ASSIGNMENT. Write out each line from the data below that includes the word "while".

++++++

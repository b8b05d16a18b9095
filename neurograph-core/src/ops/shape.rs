// neurograph-core/src/ops/shape.rs

use super::reduction::split_axis;
use super::{shape_len, Adjoint, Operand};
use crate::error::NeuroGraphError;

/// Resolves `dims` against the input length. At most one entry may be 0; it is
/// replaced by whatever makes the lengths agree.
pub(crate) fn reshape_shape(input: &[usize], dims: &[usize]) -> Result<Vec<usize>, NeuroGraphError> {
    let total = shape_len(input);
    let zeros = dims.iter().filter(|&&d| d == 0).count();
    let known = dims
        .iter()
        .filter(|&&d| d != 0)
        .try_fold(1usize, |acc, &d| acc.checked_mul(d));
    let mismatch = || NeuroGraphError::ShapeMismatch {
        expected: input.to_vec(),
        actual: dims.to_vec(),
        operation: "reshape".to_string(),
    };
    let Some(known) = known else {
        return Err(mismatch());
    };
    match zeros {
        0 if known == total => Ok(dims.to_vec()),
        1 if known != 0 && total % known == 0 => Ok(dims
            .iter()
            .map(|&d| if d == 0 { total / known } else { d })
            .collect()),
        0 | 1 => Err(mismatch()),
        _ => Err(NeuroGraphError::ValidationError(format!(
            "reshape can infer at most one dimension, got {:?}",
            dims
        ))),
    }
}

pub(crate) fn concat_shape(inputs: &[&[usize]], axis: usize) -> Result<Vec<usize>, NeuroGraphError> {
    let first = inputs[0];
    if axis >= first.len() {
        return Err(NeuroGraphError::ValidationError(format!(
            "concat axis {} out of range for shape {:?}",
            axis, first
        )));
    }
    let mut out = first.to_vec();
    for s in &inputs[1..] {
        let compatible = s.len() == first.len()
            && s.iter().zip(first).enumerate().all(|(d, (a, b))| d == axis || a == b);
        if !compatible {
            return Err(NeuroGraphError::ShapeMismatch {
                expected: first.to_vec(),
                actual: s.to_vec(),
                operation: "concat".to_string(),
            });
        }
        out[axis] += s[axis];
    }
    Ok(out)
}

pub(crate) fn slice_shape(
    input: &[usize],
    axis: usize,
    start: usize,
    end: usize,
) -> Result<Vec<usize>, NeuroGraphError> {
    if axis >= input.len() || start >= end || end > input[axis] {
        return Err(NeuroGraphError::ValidationError(format!(
            "slice [{}, {}) on axis {} is invalid for shape {:?}",
            start, end, axis, input
        )));
    }
    let mut out = input.to_vec();
    out[axis] = end - start;
    Ok(out)
}

pub(crate) fn reshape_forward(inputs: &[Operand<'_>], out: &mut [f32]) {
    out.copy_from_slice(&inputs[0].data[..out.len()]);
}

pub(crate) fn reshape_backward(adj: &Adjoint<'_>, grads: &mut [Option<Vec<f32>>]) {
    if let Some(gx) = grads[0].as_mut() {
        gx.iter_mut().zip(adj.grad).for_each(|(d, &g)| *d += g);
    }
}

pub(crate) fn concat_forward(inputs: &[Operand<'_>], axis: usize, out: &mut [f32]) {
    let (outer, _, inner) = split_axis(inputs[0].shape, axis);
    let mut pos = 0;
    for o in 0..outer {
        for x in inputs {
            let block = x.shape[axis] * inner;
            out[pos..pos + block].copy_from_slice(&x.data[o * block..(o + 1) * block]);
            pos += block;
        }
    }
}

pub(crate) fn concat_backward(adj: &Adjoint<'_>, axis: usize, grads: &mut [Option<Vec<f32>>]) {
    let (outer, _, inner) = split_axis(adj.inputs[0].shape, axis);
    let mut pos = 0;
    for o in 0..outer {
        for (x, gx) in adj.inputs.iter().zip(grads.iter_mut()) {
            let block = x.shape[axis] * inner;
            if let Some(gx) = gx.as_mut() {
                let src = &adj.grad[pos..pos + block];
                gx[o * block..(o + 1) * block]
                    .iter_mut()
                    .zip(src)
                    .for_each(|(d, &g)| *d += g);
            }
            pos += block;
        }
    }
}

pub(crate) fn slice_forward(
    inputs: &[Operand<'_>],
    axis: usize,
    start: usize,
    end: usize,
    out: &mut [f32],
) {
    let x = inputs[0];
    let (outer, n, inner) = split_axis(x.shape, axis);
    let block = (end - start) * inner;
    for o in 0..outer {
        let from = (o * n + start) * inner;
        out[o * block..(o + 1) * block].copy_from_slice(&x.data[from..from + block]);
    }
}

pub(crate) fn slice_backward(
    adj: &Adjoint<'_>,
    axis: usize,
    start: usize,
    end: usize,
    grads: &mut [Option<Vec<f32>>],
) {
    let Some(gx) = grads[0].as_mut() else {
        return;
    };
    let (outer, n, inner) = split_axis(adj.inputs[0].shape, axis);
    let block = (end - start) * inner;
    for o in 0..outer {
        let to = (o * n + start) * inner;
        gx[to..to + block]
            .iter_mut()
            .zip(&adj.grad[o * block..(o + 1) * block])
            .for_each(|(d, &g)| *d += g);
    }
}
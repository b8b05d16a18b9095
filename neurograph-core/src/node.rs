// neurograph-core/src/node.rs

//! Node model shared by the builder, the evaluator and the unroller.

use std::fmt;
use std::ops::{BitOr, BitOrAssign};
use std::sync::{Arc, RwLock};

use crate::ops::{shape_len, Op};

/// External-binding flags of a node. Bits are not exclusive.
#[derive(Clone, Copy, PartialEq, Eq, Hash, Default)]
pub struct Flags(u32);

impl Flags {
    pub const NONE: Flags = Flags(0);
    pub const INPUT: Flags = Flags(0x1);
    pub const OUTPUT: Flags = Flags(0x2);
    pub const TRUTH: Flags = Flags(0x4);
    pub const COST: Flags = Flags(0x8);

    /// True when every bit of `other` is set in `self`. The empty set is contained in anything.
    pub fn contains(self, other: Flags) -> bool {
        self.0 & other.0 == other.0
    }

    pub fn bits(self) -> u32 {
        self.0
    }

    pub fn from_bits(bits: u32) -> Flags {
        Flags(bits)
    }

    pub fn remove(&mut self, other: Flags) {
        self.0 &= !other.0;
    }

    pub fn is_empty(self) -> bool {
        self.0 == 0
    }
}

impl BitOr for Flags {
    type Output = Flags;

    fn bitor(self, rhs: Flags) -> Flags {
        Flags(self.0 | rhs.0)
    }
}

impl BitOrAssign for Flags {
    fn bitor_assign(&mut self, rhs: Flags) {
        self.0 |= rhs.0;
    }
}

impl fmt::Debug for Flags {
    fn fmt(&self, f: &mut fmt::Formatter<'_>) -> fmt::Result {
        if self.is_empty() {
            return write!(f, "NONE");
        }
        let names = [
            (Flags::INPUT, "INPUT"),
            (Flags::OUTPUT, "OUTPUT"),
            (Flags::TRUTH, "TRUTH"),
            (Flags::COST, "COST"),
        ];
        let mut first = true;
        for (flag, name) in names {
            if self.contains(flag) {
                if !first {
                    write!(f, "|")?;
                }
                write!(f, "{}", name)?;
                first = false;
            }
        }
        let unknown = self.0 & !0xf;
        if unknown != 0 {
            if !first {
                write!(f, "|")?;
            }
            write!(f, "{:#x}", unknown)?;
        }
        Ok(())
    }
}

/// Handle to a node created by a [`GraphBuilder`](crate::builder::GraphBuilder).
#[derive(Debug, Clone, Copy, PartialEq, Eq, Hash)]
pub struct NodeId(pub(crate) usize);

impl NodeId {
    pub fn index(self) -> usize {
        self.0
    }
}

/// Caller-owned buffer aliased as a feed leaf's value.
pub type FeedBuffer = Arc<RwLock<Vec<f32>>>;

pub fn feed_buffer(data: Vec<f32>) -> FeedBuffer {
    Arc::new(RwLock::new(data))
}

/// Where a node's value (and gradient) live.
#[derive(Debug, Clone)]
pub enum Binding {
    /// Region of the Parameter store and the parallel Gradient region.
    Param { offset: usize, len: usize },
    /// Region of the Constant store.
    Const { offset: usize, len: usize },
    /// Buffers owned by the node itself, sized by shape and batch.
    Scratch {
        value: Vec<f32>,
        grad: Vec<f32>,
        aux: Vec<f32>,
    },
    /// Caller buffer installed by the feed binder.
    External(Option<FeedBuffer>),
}

impl Binding {
    pub(crate) fn scratch() -> Binding {
        Binding::Scratch {
            value: Vec::new(),
            grad: Vec::new(),
            aux: Vec::new(),
        }
    }

    /// Resizes scratch buffers to `len` and zeroes them.
    pub(crate) fn resize(&mut self, len: usize) {
        if let Binding::Scratch { value, grad, aux } = self {
            value.clear();
            value.resize(len, 0.0);
            grad.clear();
            grad.resize(len, 0.0);
            aux.clear();
        }
    }
}

/// One vertex of a computation graph.
#[derive(Debug, Clone)]
pub struct Node {
    pub op: Op,
    pub shape: Vec<usize>,
    pub flags: Flags,
    pub label: i32,
    /// Predecessor indices; always smaller than this node's index.
    pub preds: Vec<usize>,
    /// For state leaves: the node whose value feeds this state at the next step.
    pub pre: Option<usize>,
    pub(crate) binding: Binding,
    /// Whether a gradient flows into this node.
    pub(crate) back: bool,
}

impl Node {
    pub fn len(&self) -> usize {
        shape_len(&self.shape)
    }

    pub fn is_empty(&self) -> bool {
        self.len() == 0
    }

    /// Size of one example: `len / dim0` for rank > 1, `dim0` for rank 1 and 1 for scalars.
    pub fn example_len(&self) -> usize {
        match self.shape.len() {
            0 => 1,
            1 => self.shape[0],
            _ if self.shape[0] == 0 => 0,
            _ => self.len() / self.shape[0],
        }
    }

    pub fn requires_grad(&self) -> bool {
        self.back
    }

    pub fn binding(&self) -> &Binding {
        &self.binding
    }
}
/// Post-order traversal of the predecessor edges reachable from `roots`.
///
/// Returns node indices with every predecessor listed before its successors.
/// `preds(i)` lists the predecessors of node `i`; `extra(i)` may name further
/// nodes that must be kept (a state leaf's recurrence source) without being an
/// edge. Those are visited after the traversal that discovered them, so the
/// ordering stays valid. Iterative to avoid deep recursion on long unrolled chains.
pub(crate) fn post_order<'a, P, E>(n: usize, roots: &[usize], preds: P, extra: E) -> Vec<usize>
where
    P: Fn(usize) -> &'a [usize],
    E: Fn(usize) -> Option<usize>,
{
    let mut visited = vec![false; n];
    let mut order = Vec::new();
    // popped from the back, so roots are traversed in the order given
    let mut pending: Vec<usize> = roots.iter().rev().copied().collect();
    // (node, index of the next predecessor to visit)
    let mut stack: Vec<(usize, usize)> = Vec::new();

    while let Some(root) = pending.pop() {
        if visited[root] {
            continue;
        }
        visited[root] = true;
        stack.push((root, 0));
        while let Some(top) = stack.last_mut() {
            let node = top.0;
            let ps = preds(node);
            if top.1 < ps.len() {
                let p = ps[top.1];
                top.1 += 1;
                if !visited[p] {
                    visited[p] = true;
                    stack.push((p, 0));
                }
            } else {
                stack.pop();
                order.push(node);
                if let Some(e) = extra(node) {
                    if !visited[e] {
                        pending.push(e);
                    }
                }
            }
        }
    }
    order
}

/// Marks `roots` and everything they depend on. Indices must be topologically ordered.
pub(crate) fn ancestors<'a, P>(n: usize, roots: &[usize], preds: P) -> Vec<bool>
where
    P: Fn(usize) -> &'a [usize],
{
    let mut mask = vec![false; n];
    for &r in roots {
        mask[r] = true;
    }
    for i in (0..n).rev() {
        if mask[i] {
            for &p in preds(i) {
                mask[p] = true;
            }
        }
    }
    mask
}
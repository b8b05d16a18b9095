// neurograph-core/src/feed.rs

//! Flag/label lookup and feed binding.
//!
//! A node matches `(flag, label)` when its flag set contains every bit of `flag`
//! (the empty set matches any node) and its label equals `label`.

use crate::error::NeuroGraphError;
use crate::node::{Binding, FeedBuffer, Flags, Node};
use crate::ops::Op;

fn matches(node: &Node, flag: Flags, label: i32) -> bool {
    node.flags.contains(flag) && node.label == label
}

/// Every matching node index, in node order.
pub fn find_all(nodes: &[Node], flag: Flags, label: i32) -> Vec<usize> {
    nodes
        .iter()
        .enumerate()
        .filter(|(_, n)| matches(n, flag, label))
        .map(|(i, _)| i)
        .collect()
}

/// The unique matching node.
pub fn find(nodes: &[Node], flag: Flags, label: i32) -> Result<usize, NeuroGraphError> {
    match find_all(nodes, flag, label).as_slice() {
        [] => Err(NeuroGraphError::NodeNotFound { flag, label }),
        [index] => Ok(*index),
        all => Err(NeuroGraphError::AmbiguousNode {
            flag,
            label,
            count: all.len(),
        }),
    }
}

/// Per-example size of the unique matching node.
pub fn feed_dim(nodes: &[Node], flag: Flags, label: i32) -> Result<usize, NeuroGraphError> {
    let index = find(nodes, flag, label)?;
    Ok(nodes[index].example_len())
}

/// Aliases `buffers` as the values of the matching feed leaves, in node order.
///
/// The buffers are shared, never copied; each must hold at least
/// `example_len * batch_size` values whenever the graph is evaluated.
pub fn feed_bind(
    nodes: &mut [Node],
    flag: Flags,
    label: i32,
    buffers: Vec<FeedBuffer>,
) -> Result<usize, NeuroGraphError> {
    let targets: Vec<usize> = find_all(nodes, flag, label)
        .into_iter()
        .filter(|&i| nodes[i].op == Op::Feed)
        .collect();
    if targets.is_empty() {
        return Err(NeuroGraphError::NodeNotFound { flag, label });
    }
    if targets.len() != buffers.len() {
        return Err(NeuroGraphError::FeedCountMismatch {
            expected: targets.len(),
            actual: buffers.len(),
        });
    }
    for (&i, buffer) in targets.iter().zip(buffers) {
        nodes[i].binding = Binding::External(Some(buffer));
    }
    Ok(targets.len())
}

#[cfg(test)]
#[path = "feed_test.rs"]
mod tests;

++++++

ANSWER FOR THE TASK.
    while let Some(root) = pending.pop() {
        while let Some(top) = stack.last_mut() {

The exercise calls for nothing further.